Closed
Bug 1198191
Opened 10 years ago
Closed 10 years ago
[e10s] Confirm existing tab-switch telemetry measurement are meaningful
Categories
(Core :: General, defect, P1)
Tracking
()
RESOLVED
FIXED
Tracking | Status | |
---|---|---|
e10s | + | --- |
People
(Reporter: jimm, Assigned: gkrizsanits)
References
(Blocks 1 open bug)
Details
+++ This bug was initially created as a clone of Bug #1198188 +++
Part of the e10s release criteria work.
![]() |
Reporter | |
Updated•10 years ago
|
tracking-e10s:
--- → +
Updated•10 years ago
|
Blocks: e10s-measurement
![]() |
Reporter | |
Updated•10 years ago
|
![]() |
Reporter | |
Comment 1•10 years ago
|
||
Vladan, you had a line item here about this -
https://docs.google.com/document/d/1TyE0BehzYhii3qfmcrfjXlRJL64CcJk0B4Voup4Q0Pg/edit#
Do you have any more specifics?
We have a few tab switch performance probes and the talos tps test. We're currently blocking on regressions in the talos test. From t.m.o -
FX_TAB_CLICK_MS
FX_TAB_SWITCH_SPINNER_VISIBLE_MS
FX_TAB_SWITCH_TOTAL_E10S_MS
FX_TAB_SWITCH_TOTAL_MS
FX_TAB_SWITCH_UPDATE_MS
The two we might be interested in are FX_TAB_SWITCH_TOTAL_*. I did some analysis of these back in June, from what I remember FX_TAB_SWITCH_TOTAL_MS might not be a reliable probe anymore. Maybe we should look into that at least.
Flags: needinfo?(vladan.bugzilla)
Comment 2•10 years ago
|
||
> Do you have any more specifics?
It's basically what you described, I'd like to know which of the measurements you listed are meaningful & which can be used for an e10s vs non-e10s comparison
Flags: needinfo?(vladan.bugzilla)
Comment 3•10 years ago
|
||
And by meaningful, I mean "corresponds to the tab switch time seen by a user"
Updated•10 years ago
|
Assignee: gwright → gkrizsanits
![]() |
Assignee | |
Comment 4•10 years ago
|
||
(In reply to Jim Mathies [:jimm] from comment #1)
> The two we might be interested in are FX_TAB_SWITCH_TOTAL_*. I did some
> analysis of these back in June, from what I remember FX_TAB_SWITCH_TOTAL_MS
> might not be a reliable probe anymore. Maybe we should look into that at
> least.
Why is it not a reliable probe exactly?
Anyway, what worries me a lot here that in non-e10s when content hangs for whatever reason, tab switching is just not possible, while with e10s mode it is possible but it will show the spinner, so we report it as a long tab switch.
In general it's not trivial to justify if the spinner is on that it's a tab switching issue or not.

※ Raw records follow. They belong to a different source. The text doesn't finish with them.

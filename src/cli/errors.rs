//! CLI errors
//!
//! A CLI error ends the process, except `InvalidRequest`, which only
//! fails the one request line. Engine errors never end the process.

use std::io;

use thiserror::Error;

/// CLI result type
pub type CliResult<T> = Result<T, CliError>;

#[derive(Debug, Error)]
pub enum CliError {
    #[error("{0}")]
    Config(String),

    #[error("{0}")]
    Io(String),

    #[error("Data directory already initialized")]
    AlreadyInitialized,

    #[error("Data directory not initialized. Run 'quarterclose init' first.")]
    NotInitialized,

    #[error("{0}")]
    Boot(String),

    #[error("{0}")]
    InvalidRequest(String),
}

impl CliError {
    /// Stable error code
    pub fn code(&self) -> &'static str {
        match self {
            CliError::Config(_) => "QC_CLI_CONFIG_ERROR",
            CliError::Io(_) => "QC_CLI_IO_ERROR",
            CliError::AlreadyInitialized => "QC_CLI_ALREADY_INITIALIZED",
            CliError::NotInitialized => "QC_CLI_NOT_INITIALIZED",
            CliError::Boot(_) => "QC_CLI_BOOT_FAILED",
            CliError::InvalidRequest(_) => "QC_INVALID_REQUEST",
        }
    }

    /// Whether the serving loop can keep going after this error
    pub fn is_request_scoped(&self) -> bool {
        matches!(self, CliError::InvalidRequest(_))
    }
}

impl From<io::Error> for CliError {
    fn from(e: io::Error) -> Self {
        CliError::Io(e.to_string())
    }
}

impl From<serde_json::Error> for CliError {
    fn from(e: serde_json::Error) -> Self {
        CliError::InvalidRequest(format!("JSON error: {}", e))
    }
}
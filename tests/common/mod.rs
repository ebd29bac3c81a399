//! Shared fixtures for integration tests

#![allow(dead_code)]

use std::sync::Arc;

use chrono::{DateTime, NaiveDate, TimeZone, Utc};
use quarterclose::clock::FixedClock;
use quarterclose::model::{Incident, IncidentStatus, QuarterConfig};
use quarterclose::source::InMemoryFactSource;
use quarterclose::store::{MemoryRecordStore, RecordStore};
use quarterclose::FinalizationEngine;

pub const QUARTER: &str = "Q1-2025";

pub fn q1_2025() -> QuarterConfig {
    QuarterConfig::new(
        QUARTER,
        2025,
        1,
        NaiveDate::from_ymd_opt(2025, 1, 1).unwrap(),
        NaiveDate::from_ymd_opt(2025, 4, 1).unwrap(),
    )
}

pub fn at(y: i32, m: u32, d: u32) -> DateTime<Utc> {
    Utc.with_ymd_and_hms(y, m, d, 12, 0, 0).unwrap()
}

/// A few days after Q1-2025 closed
pub fn after_quarter() -> DateTime<Utc> {
    at(2025, 4, 7)
}

/// Resolved incident with every required field filled in
pub fn clean_incident(id: &str, day: u32) -> Incident {
    let mut incident = Incident::new(id, format!("incident {}", id), at(2025, 2, day));
    incident.status = IncidentStatus::Resolved;
    incident.resolved_at = Some(at(2025, 2, day + 1));
    incident.root_cause = Some("expired certificate".to_string());
    incident.resolution = Some("rotated certificate".to_string());
    incident
}

/// Incident that never left the open state
pub fn open_incident(id: &str, day: u32) -> Incident {
    Incident::new(id, format!("incident {}", id), at(2025, 3, day))
}

pub fn source_with(incidents: Vec<Incident>) -> InMemoryFactSource {
    let source = InMemoryFactSource::new();
    source.upsert_quarter(q1_2025()).unwrap();
    for incident in incidents {
        source.upsert_incident(incident).unwrap();
    }
    source
}

pub fn engine_over<S: RecordStore>(
    source: InMemoryFactSource,
    store: S,
) -> FinalizationEngine<InMemoryFactSource, S> {
    FinalizationEngine::new(source, store).with_clock(Arc::new(FixedClock::new(after_quarter())))
}

pub fn engine_with(
    incidents: Vec<Incident>,
) -> FinalizationEngine<InMemoryFactSource, MemoryRecordStore> {
    engine_over(source_with(incidents), MemoryRecordStore::new())
}
//! Readiness findings
//!
//! Findings are recomputed on every evaluation and never persisted.

use std::cmp::Ordering;
use std::collections::BTreeSet;
use std::fmt;

use serde::{Deserialize, Serialize};

/// Finding severity. Critical findings block finalization.
#[derive(Debug, Clone, Copy, PartialEq, Eq, PartialOrd, Ord, Hash, Serialize, Deserialize)]
#[serde(rename_all = "snake_case")]
pub enum FindingSeverity {
    /// Blocks finalize-eligibility unless overridden
    Critical,
    /// Advisory only
    Warning,
}

impl FindingSeverity {
    pub fn as_str(&self) -> &'static str {
        match self {
            FindingSeverity::Critical => "critical",
            FindingSeverity::Warning => "warning",
        }
    }
}

impl fmt::Display for FindingSeverity {
    fn fmt(&self, f: &mut fmt::Formatter<'_>) -> fmt::Result {
        write!(f, "{}", self.as_str())
    }
}

/// A data-quality or process issue scoped to one or more incidents
#[derive(Debug, Clone, PartialEq, Eq, Serialize, Deserialize)]
pub struct ReadinessFinding {
    pub rule_key: String,
    pub severity: FindingSeverity,
    pub message: String,
    /// Non-empty, sorted, deduplicated
    pub incident_ids: Vec<String>,
    pub remediation: String,
}

impl ReadinessFinding {
    /// Create a finding; incident ids are sorted and deduplicated.
    ///
    /// Returns `None` when no incident ids are given.
    pub fn new<I, S>(
        rule_key: impl Into<String>,
        severity: FindingSeverity,
        message: impl Into<String>,
        incident_ids: I,
        remediation: impl Into<String>,
    ) -> Option<Self>
    where
        I: IntoIterator<Item = S>,
        S: Into<String>,
    {
        let ids: BTreeSet<String> = incident_ids.into_iter().map(Into::into).collect();
        if ids.is_empty() {
            return None;
        }
        Some(Self {
            rule_key: rule_key.into(),
            severity,
            message: message.into(),
            incident_ids: ids.into_iter().collect(),
            remediation: remediation.into(),
        })
    }

    pub fn is_critical(&self) -> bool {
        self.severity == FindingSeverity::Critical
    }

    /// Sort key: severity, rule key, first incident id, then the rest
    fn order(&self, other: &Self) -> Ordering {
        self.severity
            .cmp(&other.severity)
            .then_with(|| self.rule_key.cmp(&other.rule_key))
            .then_with(|| self.incident_ids.first().cmp(&other.incident_ids.first()))
            .then_with(|| self.incident_ids.cmp(&other.incident_ids))
            .then_with(|| self.message.cmp(&other.message))
    }
}

/// Sort findings into their canonical order
pub fn sort_findings(findings: &mut [ReadinessFinding]) {
    findings.sort_by(|a, b| a.order(b));
}
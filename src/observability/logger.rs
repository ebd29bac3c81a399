//! Structured JSON logger
//!
//! - One log line = one event
//! - Keys sorted, so identical events render identically
//! - Explicit severity levels with a process-wide minimum
//! - Synchronous, no buffering
//!
//! Logs go to stderr; stdout carries command responses.

use std::collections::BTreeMap;
use std::fmt;
use std::io::{self, Write};
use std::sync::atomic::{AtomicU8, Ordering};

/// Log severity levels
#[derive(Debug, Clone, Copy, PartialEq, Eq, PartialOrd, Ord)]
pub enum Severity {
    Trace = 0,
    Info = 1,
    Warn = 2,
    Error = 3,
    /// Internal invariant broken
    Fatal = 4,
}

impl Severity {
    const ALL: [Severity; 5] = [
        Severity::Trace,
        Severity::Info,
        Severity::Warn,
        Severity::Error,
        Severity::Fatal,
    ];

    pub fn as_str(&self) -> &'static str {
        match self {
            Severity::Trace => "TRACE",
            Severity::Info => "INFO",
            Severity::Warn => "WARN",
            Severity::Error => "ERROR",
            Severity::Fatal => "FATAL",
        }
    }

    /// Parse a severity name, ignoring case
    pub fn parse(s: &str) -> Option<Self> {
        Self::ALL
            .into_iter()
            .find(|level| level.as_str().eq_ignore_ascii_case(s.trim()))
    }
}

impl fmt::Display for Severity {
    fn fmt(&self, f: &mut fmt::Formatter<'_>) -> fmt::Result {
        f.write_str(self.as_str())
    }
}

static MIN_SEVERITY: AtomicU8 = AtomicU8::new(Severity::Info as u8);

/// Process-wide JSON-lines logger
pub struct Logger;

impl Logger {
    pub fn set_min_severity(severity: Severity) {
        MIN_SEVERITY.store(severity as u8, Ordering::Relaxed);
    }

    pub fn min_severity() -> Severity {
        let raw = MIN_SEVERITY.load(Ordering::Relaxed);
        Severity::ALL
            .into_iter()
            .find(|level| *level as u8 == raw)
            .unwrap_or(Severity::Fatal)
    }

    /// Emit one event if it clears the minimum severity
    pub fn log(severity: Severity, event: &str, fields: &[(&str, &str)]) {
        if severity >= Self::min_severity() {
            Self::emit(&mut io::stderr().lock(), severity, event, fields);
        }
    }

    fn emit<W: Write>(out: &mut W, severity: Severity, event: &str, fields: &[(&str, &str)]) {
        let line = Self::render(severity, event, fields);
        // a lost log line never fails the operation being logged
        let _ = out.write_all(line.as_bytes()).and_then(|_| out.flush());
    }

    /// Render a line. `event` and `severity` win over same-named fields.
    fn render(severity: Severity, event: &str, fields: &[(&str, &str)]) -> String {
        let mut record: BTreeMap<&str, &str> = fields.iter().copied().collect();
        record.insert("event", event);
        record.insert("severity", severity.as_str());

        let mut line = serde_json::to_string(&record).unwrap_or_else(|e| {
            format!(
                "{{\"event\":\"LOG_RENDER_FAILED\",\"severity\":\"ERROR\",\"reason\":{:?}}}",
                e.to_string()
            )
        });
        line.push('\n');
        line
    }

    pub fn trace(event: &str, fields: &[(&str, &str)]) {
        Self::log(Severity::Trace, event, fields);
    }

    pub fn info(event: &str, fields: &[(&str, &str)]) {
        Self::log(Severity::Info, event, fields);
    }

    pub fn warn(event: &str, fields: &[(&str, &str)]) {
        Self::log(Severity::Warn, event, fields);
    }
}

/// Render a log line into a string instead of stderr
#[cfg(test)]
pub fn capture_log(severity: Severity, event: &str, fields: &[(&str, &str)]) -> String {
    let mut buffer = Vec::new();
    Logger::emit(&mut buffer, severity, event, fields);
    String::from_utf8(buffer).unwrap()
}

If I get the code right we also count in the page loading time, do we do that for non-e10s too? If so maybe we should look at these numbers separately.
Finally in e10s it's not yet clear to me what do we measure if we use the tabswitcher to load multiple tabs simultaneously...
I think we should start with the simplest case and measure only the simplest scenario, and filter out every other cases.
Updated•10 years ago
|
Blocks: e10s-responsiveness
![]() |
Assignee | |
Comment 5•10 years ago
|
||
One thing that is weird that FX_TAB_SWITCH_TOTAL_MS does not seem to work at all any longer. On telemetry from aurora 46 and above we don't collect data from this. We call window.QueryInterface(Ci.nsIInterfaceRequestor).getInterface(Ci.nsIDOMWindowUtils)
.beginTabSwitch();
in tabbrowser.xml but PostPresent on that LayerManager is not called after. So we never report anything in none10s mode.
![]() |
Assignee | |
Comment 6•10 years ago
|
||
(In reply to Vladan Djeric (:vladan) -- last day at Moz Friday Jan 29 from comment #3)
> And by meaningful, I mean "corresponds to the tab switch time seen by a user"
One thing that is not clear to me if the browser hangs in non-e10s or when the content-process hangs in e10s there will be a fundamental difference between the 2. In non-e10s mode you cannot start a tab switch in this state, but in e10s mode you can, and it will be a long tab switch. How should we handle this difference? This might seem like a longer average tab switch time in e10s mode, yet I would argue that it's still a better user experience. What do you think? How can we do a fair comparison here?
Flags: needinfo?(vladan.bugzilla)
![]() |
Assignee | |
Comment 7•10 years ago
|
||
Jeff, I think it's not fair to compare the tab switching time of the e10s and the non-e10s version because the issue I've described in Comment 6. Especially since we don't even have the data for the e10s version right now (see Comment 5). I would focus on getting a reliable measurement up and running for the e10s case (or make sure that the current one really measures what it should) so we can make sure we don't regress from here. How does that sound to you?
Flags: needinfo?(vladan.bugzilla) → needinfo?(jgriffiths)
![]() |
||
Comment 8•10 years ago
|
||
(In reply to Gabor Krizsanits [:krizsa :gabor] from comment #7)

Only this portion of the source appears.